■ **What you will do**
Pull out every line below holding the word "DeviceMessenger".

---- Data provided

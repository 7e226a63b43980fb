//! SafeHer Core - panic-button alert orchestration
//!
//! On trigger, SafeHer reads the user's trusted contacts, takes one location
//! fix, composes an alert with a map link, and hands it to the device's
//! messaging channel. The caller always gets back a single [`AlertOutcome`].
//!
//! # Architecture
//!
//! ```text
//!                     AlertOrchestrator
//!                            │
//!     ┌──────────────┬───────┴────────┬──────────────────┐
//!     ▼              ▼                ▼                  ▼
//! ContactDirectory  LocationProvider  composer   DispatchChannel
//!                    │                            │          │
//!                    ▼                            ▼          ▼
//!              PermissionGate              NativeChannel  LoggingChannel
//!                    │                            │
//!                    ▼                            ▼
//!      PermissionBackend + PositionSource    DeviceMessenger
//! ```
//!
//! # Quick Start
//!
//! ```
//! use std::sync::Arc;
//! use safeher_core::{
//!     AlertOrchestrator, Contact, DeviceBindings, DeviceProfile, InMemoryDirectory,
//!     Platform, SafeherConfig, SimulatedDevice,
//! };
//!
//! # #[tokio::main]
//! # async fn main() -> safeher_core::Result<()> {
//! let config = SafeherConfig::default().with_platform(Platform::Web);
//! let contacts = InMemoryDirectory::with_contacts(vec![Contact::new("Asha", "+911111")]);
//! let device = Arc::new(SimulatedDevice::new(DeviceProfile::default()));
//!
//! let orchestrator = AlertOrchestrator::from_config(
//!     &config,
//!     Arc::new(contacts),
//!     DeviceBindings::from_device(device),
//! )?;
//!
//! let outcome = orchestrator.trigger().await;
//! assert_eq!(outcome.sent_to(), Some(1));
//! # Ok(())
//! # }
//! ```

#![deny(unsafe_code)]
#![warn(rust_2018_idioms, missing_debug_implementations)]

pub mod bootstrap;
pub mod composer;
pub mod config;
pub mod contacts;
pub mod device;
pub mod dispatch;
pub mod error;
pub mod location;
pub mod model;
pub mod orchestrator;
pub mod permissions;

pub use bootstrap::{bootstrap, resolve_route, AuthStatus, BootstrapConfig, FileLaunchFlag, LaunchFlagStore, Route, StaticAuth};
pub use config::SafeherConfig;
pub use contacts::{ContactDirectory, InMemoryDirectory, JsonFileDirectory};
pub use device::{
    Accuracy, ComposerResult, DeviceError, DeviceMessenger, DeviceProfile, GrantStatus,
    PermissionBackend, PositionSource, SimulatedDevice,
};
pub use dispatch::{select_channel, ChannelKind, DispatchChannel, LoggingChannel, NativeChannel, RecipientPolicy};
pub use error::{AlertError, Result, SafeherError};
pub use location::{LocationError, LocationProvider};
pub use model::{AlertOutcome, Capability, Contact, ContactId, OutcomeRecord, PermissionState, Platform, PositionFix};
pub use orchestrator::{AlertOrchestrator, AlertStage, DeviceBindings};
pub use permissions::PermissionGate;

/// Crate version
pub const VERSION: &str = env!("CARGO_PKG_VERSION");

--------

■ **Reply**
//!      PermissionBackend + PositionSource    DeviceMessenger
    Accuracy, ComposerResult, DeviceError, DeviceMessenger, DeviceProfile, GrantStatus,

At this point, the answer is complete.